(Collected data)

use crate::{error, util::escape};

#[derive(Clone, Debug)]
pub(crate) enum Error {
    DesignatorOutOfOrder { ch: char, prev: char },
    ExpectedDesignatorFoundEndOfInput,
    ExpectedDurationDesignatorFoundChar { ch: char },
    ExpectedDurationDesignatorFoundEndOfInput,
    ExpectedFractionDigits,
    ExpectedNumber { ch: char },
    ExpectedTimeDesignator,
    Failed,
    FractionalUnit { ch: char },
    RepeatedDesignator { ch: char },
    UnexpectedDateChar { ch: char },
    UnexpectedTimeChar { ch: char },
    UnsupportedCalendarUnit { ch: char },
}

impl From<Error> for error::Error {
    #[cold]
    #[inline(never)]
    fn from(err: Error) -> error::Error {
        error::ErrorKind::FmtIso8601(err).into()
    }
}

impl error::IntoError for Error {
    fn into_error(self) -> error::Error {
        self.into()
    }
}

impl core::fmt::Display for Error {
    fn fmt(&self, f: &mut core::fmt::Formatter) -> core::fmt::Result {
        use self::Error::*;

        match *self {
            DesignatorOutOfOrder { ch, prev } => write!(
                f,
                "found unit designator `{ch}` after `{prev}` \
                 in ISO 8601 duration, but units must go from \
                 biggest to smallest",
                ch = escape::Char(ch),
                prev = escape::Char(prev),
            ),
            ExpectedDesignatorFoundEndOfInput => f.write_str(
                "expected a unit designator after a number \
                 in ISO 8601 duration, but found end of input",
            ),
            ExpectedDurationDesignatorFoundChar { ch } => write!(
                f,
                "expected to find duration beginning with `P` or `p`, \
                 but found `{ch}` instead",
                ch = escape::Char(ch),
            ),
            ExpectedDurationDesignatorFoundEndOfInput => f.write_str(
                "expected to find duration beginning with `P` or `p`, \
                 but found end of input",
            ),
            ExpectedFractionDigits => f.write_str(
                "expected at least one digit after the decimal point \
                 in ISO 8601 duration",
            ),
            ExpectedNumber { ch } => write!(
                f,
                "expected a number before unit designator `{ch}` \
                 in ISO 8601 duration",
                ch = escape::Char(ch),
            ),
            ExpectedTimeDesignator => f.write_str(
                "expected to find time designator `T` or `t` \
                 in ISO 8601 duration, but none was found",
            ),
            Failed => f.write_str(
                "failed to parse input as an ISO 8601 duration",
            ),
            FractionalUnit { ch } => write!(
                f,
                "found a fractional number before unit designator `{ch}` \
                 in ISO 8601 duration, but only seconds may be fractional",
                ch = escape::Char(ch),
            ),
            RepeatedDesignator { ch } => write!(
                f,
                "found unit designator `{ch}` more than once \
                 in ISO 8601 duration",
                ch = escape::Char(ch),
            ),
            UnexpectedDateChar { ch } => write!(
                f,
                "expected a number followed by the day designator `D` \
                 before the time designator, but found `{ch}` instead",
                ch = escape::Char(ch),
            ),
            UnexpectedTimeChar { ch } => write!(
                f,
                "expected a number followed by a time unit designator \
                 (`H`, `M` or `S`) after the time designator, \
                 but found `{ch}` instead",
                ch = escape::Char(ch),
            ),
            UnsupportedCalendarUnit { ch } => write!(
                f,
                "found calendar unit designator `{ch}` in ISO 8601 \
                 duration, but years, months and weeks are not supported \
                 because they have no fixed length",
                ch = escape::Char(ch),
            ),
        }
    }
}
/*!
A permissive, order independent grammar for durations written by humans.

This grammar never fails. The input is scanned once per [`Unit`], looking
for a number immediately followed (with at most one space in between) by
one of that unit's aliases. The first alias, in a fixed priority order,
that matches anywhere in the input supplies the unit's value. Units that
can't be found are zero. Anything else in the input is ignored.

A match must be followed by a character that isn't an ASCII letter, or by
the end of the input. This prevents `s` from matching the start of
`seconds` and `m` from matching the start of `min`.

Matching is case insensitive. Runs of spaces are collapsed to a single
space before scanning.

# Aliases

| Unit | Aliases, in priority order |
| ---- | -------------------------- |
| days | `d`, `day`, `days` |
| hours | `h`, `hr`, `hrs`, `hour`, `hours` |
| minutes | `m`, `min`, `mins`, `minute`, `minutes` |
| seconds | `s`, `sec`, `secs`, `second`, `seconds` |
| milliseconds | `ms`, `milli`, `millis`, `millisecond`, `milliseconds` |
| microseconds | `µs`, `us`, `microsecond`, `microseconds` |
| nanoseconds | `ns`, `nanosecond`, `nanoseconds` |

# Example

Since each unit is found independently, order doesn't matter and
punctuation or filler words in between are fine:

```
use dura::fmt::friendly;

let millis = friendly::parse("131 days, 50 hours, and 3600 secs");
assert_eq!(millis, 133.0 * 86_400_000.0 + 3.0 * 3_600_000.0);

let millis = friendly::parse("5 m s 54h 5d 44 s");
assert_eq!(millis, ((5.0 * 24.0 + 54.0) * 60.0 + 5.0) * 60_000.0 + 44_000.0);
```

Units that appear more than once only contribute their first match, and
input without any units is zero:

```
use dura::fmt::friendly;

assert_eq!(friendly::parse("1s 2s"), 1_000.0);
assert_eq!(friendly::parse("soon"), 0.0);
```
*/

use std::{borrow::Cow, sync::OnceLock};

use regex_lite::Regex;

use crate::unit::Unit;

/// The aliases for each unit, in the order they are tried.
static ALIASES: [(Unit, &[&str]); 7] = [
    (Unit::Day, &["d", "day", "days"]),
    (Unit::Hour, &["h", "hr", "hrs", "hour", "hours"]),
    (Unit::Minute, &["m", "min", "mins", "minute", "minutes"]),
    (Unit::Second, &["s", "sec", "secs", "second", "seconds"]),
    (
        Unit::Millisecond,
        &["ms", "milli", "millis", "millisecond", "milliseconds"],
    ),
    (Unit::Microsecond, &["µs", "us", "microsecond", "microseconds"]),
    (Unit::Nanosecond, &["ns", "nanosecond", "nanoseconds"]),
];

/// Parses the given input as a magnitude in milliseconds.
///
/// This never fails. See the [module documentation](self) for the grammar.
///
/// The result may be infinite if the input contains enormous numbers.
/// [`Duration`](crate::Duration)'s `FromStr` impl rejects such values.
pub fn parse(input: &str) -> f64 {
    let input = collapse_spaces(input);
    let mut millis = 0.0;
    for scanner in scanners() {
        let Some(value) = scanner.find(&input) else { continue };
        trace!(
            "found {value} {unit} in {input:?}",
            unit = scanner.unit.plural(),
        );
        millis += match scanner.unit {
            Unit::Microsecond => value / 1_000.0,
            Unit::Nanosecond => value / 1_000_000.0,
            unit => value * unit.millis(),
        };
    }
    millis
}

/// Parses the given input into the value found for each unit.
///
/// The values are in the same order as the units they belong to, from days
/// to nanoseconds. Unlike [`parse`], nothing is summed, so this shows
/// exactly what the scan found.
///
/// ```
/// use dura::fmt::friendly;
///
/// let values = friendly::parse_units("1.5h 20 mins");
/// assert_eq!(values, [0.0, 1.5, 20.0, 0.0, 0.0, 0.0, 0.0]);
/// ```
pub fn parse_units(input: &str) -> [f64; 7] {
    let input = collapse_spaces(input);
    let mut values = [0.0; 7];
    for scanner in scanners() {
        if let Some(value) = scanner.find(&input) {
            values[scanner.unit.index()] = value;
        }
    }
    values
}

/// The compiled patterns for a single unit's aliases.
#[derive(Debug)]
struct Scanner {
    unit: Unit,
    patterns: Vec<Regex>,
}

impl Scanner {
    fn new(unit: Unit, aliases: &[&str]) -> Scanner {
        let patterns = aliases
            .iter()
            .map(|alias| {
                let pattern = format!(
                    r"(?i)(-?[0-9]+(?:\.[0-9]+)?)\s?{alias}(?:[^a-zA-Z]|$)",
                    alias = regex_lite::escape(alias),
                );
                // OK because the aliases are fixed and known to be valid.
                Regex::new(&pattern).expect("alias pattern is valid")
            })
            .collect();
        Scanner { unit, patterns }
    }

    /// Returns the value of the first alias that matches anywhere in the
    /// given input.
    fn find(&self, input: &str) -> Option<f64> {
        self.patterns.iter().find_map(|re| {
            let caps = re.captures(input)?;
            caps.get(1)?.as_str().parse().ok()
        })
    }
}

fn scanners() -> &'static [Scanner] {
    static SCANNERS: OnceLock<Vec<Scanner>> = OnceLock::new();
    SCANNERS.get_or_init(|| {
        ALIASES
            .iter()
            .map(|&(unit, aliases)| Scanner::new(unit, aliases))
            .collect()
    })
}

fn collapse_spaces(input: &str) -> Cow<'_, str> {
    static SPACES: OnceLock<Regex> = OnceLock::new();
    let re = SPACES.get_or_init(|| {
        // OK because the pattern is a constant.
        Regex::new(" {2,}").expect("spaces pattern is valid")
    });
    re.replace_all(input, " ")
}

#[cfg(test)]
mod tests {
    use super::*;

    fn units(input: &str) -> [f64; 7] {
        parse_units(input)
    }

    #[test]
    fn compact() {
        assert_eq!(units("1m2s"), [0.0, 0.0, 1.0, 2.0, 0.0, 0.0, 0.0]);
        assert_eq!(units("1d2h3m4s5ms6us7ns"), [
            1.0, 2.0, 3.0, 4.0, 5.0, 6.0, 7.0
        ]);
    }

    #[test]
    fn every_alias() {
        for &(unit, aliases) in ALIASES.iter() {
            for alias in aliases {
                let got = units(&format!("7 {alias}"));
                assert_eq!(got[unit.index()], 7.0, "alias {alias:?}");
                let got = units(&format!("8{alias}."));
                assert_eq!(got[unit.index()], 8.0, "alias {alias:?}");
            }
        }
    }

    #[test]
    fn unit_words_do_not_leak() {
        // `s` must not match the start of `sec`, `m` must not match the
        // start of `milliseconds` and so on.
        assert_eq!(units("4090 sec 4939 days 7342 hour 2324milliseconds 4344 min"), [
            4939.0, 7342.0, 4344.0, 4090.0, 2324.0, 0.0, 0.0
        ]);
        assert_eq!(units("3 hours"), [0.0, 3.0, 0.0, 0.0, 0.0, 0.0, 0.0]);
        assert_eq!(units("3 mins"), [0.0, 0.0, 3.0, 0.0, 0.0, 0.0, 0.0]);
    }

    #[test]
    fn case_insensitive() {
        assert_eq!(units("2H 3M 4S"), [0.0, 2.0, 3.0, 4.0, 0.0, 0.0, 0.0]);
        assert_eq!(units("1 DAY"), [1.0, 0.0, 0.0, 0.0, 0.0, 0.0, 0.0]);
    }

    #[test]
    fn spaces() {
        // More than one space between a number and its unit is collapsed.
        assert_eq!(units("5    seconds"), [0.0, 0.0, 0.0, 5.0, 0.0, 0.0, 0.0]);
        // But other kinds of whitespace are only allowed once.
        assert_eq!(units("5\t\tseconds"), [0.0; 7]);
    }

    #[test]
    fn signs_and_fractions() {
        assert_eq!(parse("-5 seconds"), -5_000.0);
        assert_eq!(parse("1.5 hours"), 5_400_000.0);
        assert_eq!(parse("-0.25 ms"), -0.25);
        assert_eq!(parse("250us 500ns"), 0.25 + 0.0005);
        assert_eq!(parse("3 µs"), 0.003);
    }

    #[test]
    fn garbage_is_zero() {
        assert_eq!(parse(""), 0.0);
        assert_eq!(parse("   "), 0.0);
        assert_eq!(parse("yesterday"), 0.0);
        assert_eq!(parse("5 weeks"), 0.0);
        assert_eq!(parse("hms"), 0.0);
    }

    quickcheck::quickcheck! {
        fn prop_never_panics(input: String) -> bool {
            let _ = parse(&input);
            true
        }

        fn prop_single_unit(value: u32, unit: Unit) -> bool {
            let input = format!("{value}{}", unit.abbreviation());
            parse_units(&input)[unit.index()] == f64::from(value)
        }
    }
}
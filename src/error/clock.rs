use crate::error;

#[derive(Clone, Debug)]
pub(crate) enum Error {
    StartOfDay,
}

impl From<Error> for error::Error {
    #[cold]
    #[inline(never)]
    fn from(err: Error) -> error::Error {
        error::ErrorKind::Clock(err).into()
    }
}

impl error::IntoError for Error {
    fn into_error(self) -> error::Error {
        self.into()
    }
}

impl core::fmt::Display for Error {
    fn fmt(&self, f: &mut core::fmt::Formatter) -> core::fmt::Result {
        use self::Error::*;

        match *self {
            StartOfDay => f.write_str(
                "failed to find the start of the current day \
                 in the system time zone",
            ),
        }
    }
}
use std::sync::Arc;

#[cfg(feature = "std")]
pub(crate) mod clock;
pub(crate) mod duration;
pub(crate) mod fmt;

/// An error that can occur in this crate.
///
/// Errors fall into a small number of categories:
///
/// * An invalid argument. For example, constructing a [`Duration`] from a
/// magnitude that isn't finite, or dividing a duration by zero.
/// * An invalid format. This only ever comes from the strict ISO 8601
/// grammar. The free-form grammar never fails.
/// * A range error. This occurs when arithmetic produces a magnitude that
/// can no longer be represented as a finite number of milliseconds.
/// * A failure to read the system clock or time zone, which can only happen
/// in the wall clock factories like [`Duration::since_midnight`].
///
/// # Introspection is limited
///
/// Other than implementing the [`std::error::Error`] trait, the
/// [`core::fmt::Debug`] trait and the [`core::fmt::Display`] trait, this
/// error type provides a few predicates like [`Error::is_invalid_format`].
/// The predicates are not exhaustive.
///
/// # Design
///
/// This crate follows the "One True God Error Type Pattern," where only one
/// error type exists for a variety of different operations. Errors may carry
/// a chain of causes. The `Display` impl shows the whole chain, from the
/// highest level context down to the root cause.
///
/// [`Duration`]: crate::Duration
/// [`Duration::since_midnight`]: crate::Duration::since_midnight
#[derive(Clone)]
pub struct Error {
    /// The internal representation of an error.
    ///
    /// This is in an `Arc` to make an `Error` cloneable and one word in size.
    inner: Arc<ErrorInner>,
}

#[derive(Debug)]
struct ErrorInner {
    kind: ErrorKind,
    cause: Option<Error>,
}

impl Error {
    /// Creates a new error value from `core::fmt::Arguments`.
    ///
    /// It is expected to use [`format_args!`](format_args) from
    /// Rust's standard library (available in `core`) to create a
    /// `core::fmt::Arguments`.
    ///
    /// Callers should generally use their own error types. But in some
    /// circumstances, it can be convenient to manufacture an error value
    /// of this crate specifically.
    ///
    /// # Example
    ///
    /// ```
    /// use dura::Error;
    ///
    /// let err = Error::from_args(format_args!("something failed"));
    /// assert_eq!(err.to_string(), "something failed");
    /// ```
    pub fn from_args<'a>(message: core::fmt::Arguments<'a>) -> Error {
        Error::from(ErrorKind::Adhoc(AdhocError::from_args(message)))
    }

    /// Returns true when this error originated from an argument that can
    /// never produce a valid duration.
    ///
    /// # Example
    ///
    /// ```
    /// use dura::Duration;
    ///
    /// assert!(Duration::try_from_millis(f64::NAN).unwrap_err().is_invalid_argument());
    /// assert!(Duration::from_millis(5.0).divided_by(0.0).unwrap_err().is_invalid_argument());
    /// ```
    pub fn is_invalid_argument(&self) -> bool {
        use self::duration::Error as DurationError;

        matches!(
            *self.root().kind(),
            ErrorKind::Duration(
                DurationError::NonFiniteMillis { .. }
                    | DurationError::NonFiniteScalar { .. }
                    | DurationError::DivideByZero
                    | DurationError::NegativeToUnsigned { .. }
            )
        )
    }

    /// Returns true when this error originated from input that does not
    /// match the ISO 8601 duration grammar.
    ///
    /// # Example
    ///
    /// ```
    /// use dura::Duration;
    ///
    /// assert!("P1M".parse::<Duration>().unwrap_err().is_invalid_format());
    /// assert!("P15D".parse::<Duration>().unwrap_err().is_invalid_format());
    /// ```
    pub fn is_invalid_format(&self) -> bool {
        matches!(*self.root().kind(), ErrorKind::FmtIso8601(_))
    }

    /// Returns true when this error originated as a result of arithmetic
    /// producing a magnitude that isn't finite.
    ///
    /// # Example
    ///
    /// ```
    /// use dura::Duration;
    ///
    /// let big = Duration::from_millis(f64::MAX);
    /// assert!(big.plus(big).unwrap_err().is_range());
    /// ```
    pub fn is_range(&self) -> bool {
        use self::duration::Error as DurationError;

        matches!(
            *self.root().kind(),
            ErrorKind::Duration(DurationError::Overflow { .. })
        )
    }
}

impl Error {
    /// Wraps an error from Jiff. This is only used for errors that occur
    /// while reading the system clock and time zone.
    #[cfg(feature = "std")]
    #[inline(never)]
    #[cold]
    pub(crate) fn jiff(err: jiff::Error) -> Error {
        Error::from(ErrorKind::Jiff(err))
    }

    #[inline(never)]
    #[cold]
    fn context_impl(self, consequent: Error) -> Error {
        let mut err = consequent;
        assert!(
            err.inner.cause.is_none(),
            "cause of consequence must be `None`"
        );
        match Arc::get_mut(&mut err.inner) {
            Some(inner) => {
                inner.cause = Some(self);
                err
            }
            // The consequent is shared, so we can't attach a cause to it
            // without affecting its other owners. Rebuild it instead.
            None => {
                let kind = err.inner.kind.clone();
                Error {
                    inner: Arc::new(ErrorInner { kind, cause: Some(self) }),
                }
            }
        }
    }

    /// Returns the root error in this chain.
    fn root(&self) -> &Error {
        let mut err = self;
        while let Some(ref cause) = err.inner.cause {
            err = cause;
        }
        err
    }

    /// Returns a chain of error values.
    ///
    /// This starts with the most recent error added to the chain. That is,
    /// the highest level context. The last error in the chain is always the
    /// "root" cause. That is, the error closest to the point where something
    /// has gone wrong.
    ///
    /// The iterator returned is guaranteed to yield at least one error.
    fn chain(&self) -> impl Iterator<Item = &Error> {
        let mut err = self;
        core::iter::once(err).chain(core::iter::from_fn(move || {
            err = err.inner.cause.as_ref()?;
            Some(err)
        }))
    }

    /// Returns the kind of this error.
    fn kind(&self) -> &ErrorKind {
        &self.inner.kind
    }
}

impl std::error::Error for Error {}

impl core::fmt::Display for Error {
    fn fmt(&self, f: &mut core::fmt::Formatter) -> core::fmt::Result {
        let mut it = self.chain().peekable();
        while let Some(err) = it.next() {
            core::fmt::Display::fmt(err.kind(), f)?;
            if it.peek().is_some() {
                f.write_str(": ")?;
            }
        }
        Ok(())
    }
}

impl core::fmt::Debug for Error {
    fn fmt(&self, f: &mut core::fmt::Formatter) -> core::fmt::Result {
        if !f.alternate() {
            core::fmt::Display::fmt(self, f)
        } else {
            f.debug_struct("Error")
                .field("kind", &self.inner.kind)
                .field("cause", &self.inner.cause)
                .finish()
        }
    }
}

/// The underlying kind of a [`Error`].
#[derive(Clone, Debug)]
enum ErrorKind {
    Adhoc(AdhocError),
    #[cfg(feature = "std")]
    Clock(self::clock::Error),
    Duration(self::duration::Error),
    FmtIso8601(self::fmt::iso8601::Error),
    #[cfg(feature = "std")]
    Jiff(jiff::Error),
}

impl core::fmt::Display for ErrorKind {
    fn fmt(&self, f: &mut core::fmt::Formatter) -> core::fmt::Result {
        use self::ErrorKind::*;

        match *self {
            Adhoc(ref msg) => msg.fmt(f),
            #[cfg(feature = "std")]
            Clock(ref err) => err.fmt(f),
            Duration(ref err) => err.fmt(f),
            FmtIso8601(ref err) => err.fmt(f),
            #[cfg(feature = "std")]
            Jiff(ref err) => err.fmt(f),
        }
    }
}

impl From<ErrorKind> for Error {
    fn from(kind: ErrorKind) -> Error {
        Error { inner: Arc::new(ErrorInner { kind, cause: None }) }
    }
}

/// A generic error message.
///
/// This supports the `Error::from_args` public API, which permits users to
/// manifest their own `Error` values from an arbitrary message.
#[derive(Clone)]
struct AdhocError {
    message: Box<str>,
}

impl AdhocError {
    fn from_args<'a>(message: core::fmt::Arguments<'a>) -> AdhocError {
        AdhocError { message: message.to_string().into_boxed_str() }
    }
}

impl std::error::Error for AdhocError {}

impl core::fmt::Display for AdhocError {
    fn fmt(&self, f: &mut core::fmt::Formatter) -> core::fmt::Result {
        core::fmt::Display::fmt(&self.message, f)
    }
}

impl core::fmt::Debug for AdhocError {
    fn fmt(&self, f: &mut core::fmt::Formatter) -> core::fmt::Result {
        core::fmt::Debug::fmt(&self.message, f)
    }
}

/// A simple trait to encapsulate automatic conversion to `Error`.
///
/// This trait basically exists to make `Error::context` work without needing
/// to rely on public `From` impls for the structured error types, which are
/// all crate-internal.
pub(crate) trait IntoError {
    fn into_error(self) -> Error;
}

impl IntoError for Error {
    #[inline(always)]
    fn into_error(self) -> Error {
        self
    }
}

/// A trait for contextualizing error values.
///
/// This makes it easy to contextualize either `Error` or `Result<T, Error>`.
/// Specifically, in the latter case, it absolves one of the need to call
/// `map_err` everywhere one wants to add context to an error.
pub(crate) trait ErrorContext<T, E> {
    /// Contextualize the given consequent error with this (`self`) error as
    /// the cause.
    ///
    /// This is equivalent to saying that "consequent is caused by self."
    fn context(self, consequent: impl IntoError) -> Result<T, Error>;
}

impl<T, E> ErrorContext<T, E> for Result<T, E>
where
    E: IntoError,
{
    fn context(self, consequent: impl IntoError) -> Result<T, Error> {
        self.map_err(|err| {
            err.into_error().context_impl(consequent.into_error())
        })
    }
}
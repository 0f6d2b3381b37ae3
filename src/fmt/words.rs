/*!
Spells out non-negative integers as English words.

Two digit grouping conventions are supported. The default is the short
scale (thousand, million, billion, trillion). The Indian system (thousand,
lakh, crore) can be enabled with [`Speller::indian`]. A hundred is followed
by "and" whenever something follows it within its group.

```
use dura::fmt::words::Speller;

let speller = Speller::new();
assert_eq!(speller.spell(0), "zero");
assert_eq!(speller.spell(920), "nine hundred and twenty");
assert_eq!(speller.spell(12_345_678), "twelve million three hundred and forty five thousand six hundred and seventy eight");

let speller = Speller::new().indian(true);
assert_eq!(speller.spell(12_345_678), "one crore twenty three lakh forty five thousand six hundred and seventy eight");
```

Numbers beyond the biggest scale word reuse the smaller scale words in
front of it, e.g., `10^15` is "one thousand trillion".
*/

static ONES: [&str; 10] = [
    "", "one", "two", "three", "four", "five", "six", "seven", "eight", "nine",
];

static TEENS: [&str; 10] = [
    "ten",
    "eleven",
    "twelve",
    "thirteen",
    "fourteen",
    "fifteen",
    "sixteen",
    "seventeen",
    "eighteen",
    "nineteen",
];

static TENS: [&str; 10] = [
    "", "ten", "twenty", "thirty", "forty", "fifty", "sixty", "seventy",
    "eighty", "ninety",
];

/// What the digit at a particular decimal place renders as.
#[derive(Clone, Copy, Debug)]
enum Place {
    Ones,
    Tens,
    Hundred,
    /// A scale word with its rank among the scale words of its system.
    Scale(&'static str, u8),
}

const THOUSAND: Place = Place::Scale("thousand", 1);
const MILLION: Place = Place::Scale("million", 2);
const BILLION: Place = Place::Scale("billion", 3);
const TRILLION: Place = Place::Scale("trillion", 4);
const LAKH: Place = Place::Scale("lakh", 2);
const CRORE: Place = Place::Scale("crore", 3);
/// The crore at 10^7 closes every group of words above it, so it has to
/// outrank the crore at 10^14 as well.
const CRORES: Place = Place::Scale("crore", 4);

/// The places for the short scale. Beyond this table, places repeat with a
/// period of 12 starting at the thousands place.
static SHORT_SCALE: [Place; 17] = {
    use self::Place::*;
    [
        Ones, Tens, Hundred, THOUSAND, Tens, Hundred, MILLION, Tens, Hundred,
        BILLION, Tens, Hundred, TRILLION, Tens, Hundred, THOUSAND, Tens,
    ]
};

/// The places for the Indian system. Beyond this table, places repeat with
/// a period of 7 starting at the thousands place.
static INDIAN: [Place; 17] = {
    use self::Place::*;
    [
        Ones, Tens, Hundred, THOUSAND, Tens, LAKH, Tens, CRORES, Tens, Hundred,
        THOUSAND, Tens, LAKH, Tens, CRORE, Tens, Hundred,
    ]
};

/// Spells out integers as English words.
///
/// This is a builder. The default configuration uses the short scale.
#[derive(Clone, Copy, Debug, Default)]
pub struct Speller {
    indian: bool,
}

impl Speller {
    /// Create a new speller using the short scale.
    pub const fn new() -> Speller {
        Speller { indian: false }
    }

    /// When enabled, digits are grouped with the Indian numbering system:
    /// thousand, lakh (`10^5`) and crore (`10^7`).
    ///
    /// ```
    /// use dura::fmt::words::Speller;
    ///
    /// let speller = Speller::new().indian(true);
    /// assert_eq!(speller.spell(100_000), "one lakh");
    /// assert_eq!(speller.spell(10_000_000_000), "one thousand crore");
    /// ```
    pub const fn indian(self, yes: bool) -> Speller {
        Speller { indian: yes, ..self }
    }

    /// Spells out the given integer.
    pub fn spell(&self, number: u64) -> String {
        if number == 0 {
            return "zero".to_string();
        }
        let digits = digits(number);
        let mut pieces: Vec<String> = Vec::with_capacity(digits.len());
        let mut i = 0;
        while i < digits.len() {
            let digit = usize::from(digits[i]);
            let place = self.place(i);
            let next_is_one_ten = matches!(self.place(i + 1), Place::Tens)
                && digits.get(i + 1) == Some(&1);
            if next_is_one_ten {
                let teen = TEENS[digit];
                pieces.push(match place {
                    Place::Scale(word, _) => format!("{teen} {word}"),
                    _ => teen.to_string(),
                });
                i += 2;
                continue;
            }
            match place {
                Place::Ones if digit != 0 => {
                    pieces.push(ONES[digit].to_string());
                }
                Place::Tens if digit != 0 => {
                    pieces.push(TENS[digit].to_string());
                }
                Place::Hundred if digit != 0 => {
                    let and = (i >= 1 && digits[i - 1] != 0)
                        || (i >= 2 && digits[i - 2] != 0);
                    pieces.push(if and {
                        format!("{} hundred and", ONES[digit])
                    } else {
                        format!("{} hundred", ONES[digit])
                    });
                }
                Place::Scale(word, _) if digit != 0 => {
                    pieces.push(format!("{} {word}", ONES[digit]));
                }
                Place::Scale(word, rank)
                    if self.group_is_nonzero(&digits, i, rank) =>
                {
                    pieces.push(word.to_string());
                }
                _ => {}
            }
            i += 1;
        }
        pieces.reverse();
        pieces.join(" ")
    }

    /// Returns what the digit at the given place (0 is the ones place)
    /// renders as.
    fn place(&self, i: usize) -> Place {
        let (table, period) =
            if self.indian { (&INDIAN, 7) } else { (&SHORT_SCALE, 12) };
        if i < table.len() {
            table[i]
        } else {
            table[(i - 3) % period + 3]
        }
    }

    /// Returns true when any digit governed by the scale word at place `at`
    /// is non-zero. A scale word governs every place up to the next scale
    /// word of the same or higher rank.
    fn group_is_nonzero(&self, digits: &[u8], at: usize, rank: u8) -> bool {
        for (i, &digit) in digits.iter().enumerate().skip(at) {
            if i > at {
                if let Place::Scale(_, other) = self.place(i) {
                    if other >= rank {
                        return false;
                    }
                }
            }
            if digit != 0 {
                return true;
            }
        }
        false
    }
}

/// Returns the decimal digits of the given number, least significant first.
fn digits(mut number: u64) -> Vec<u8> {
    let mut digits = Vec::with_capacity(20);
    loop {
        digits.push((number % 10) as u8);
        number /= 10;
        if number == 0 {
            return digits;
        }
    }
}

WHAT IS BEING ASKED> Your answer must be the lines above from the one containing "impl core::fmt::Display for ErrorKind" to the one containing "FmtIso8601(ref err) =>", both included, restated word for word.

SOLVED PROBLEM>
impl core::fmt::Display for ErrorKind {
    fn fmt(&self, f: &mut core::fmt::Formatter) -> core::fmt::Result {
        use self::ErrorKind::*;

        match *self {
            Adhoc(ref msg) => msg.fmt(f),
            #[cfg(feature = "std")]
            Clock(ref err) => err.fmt(f),
            Duration(ref err) => err.fmt(f),
            FmtIso8601(ref err) => err.fmt(f),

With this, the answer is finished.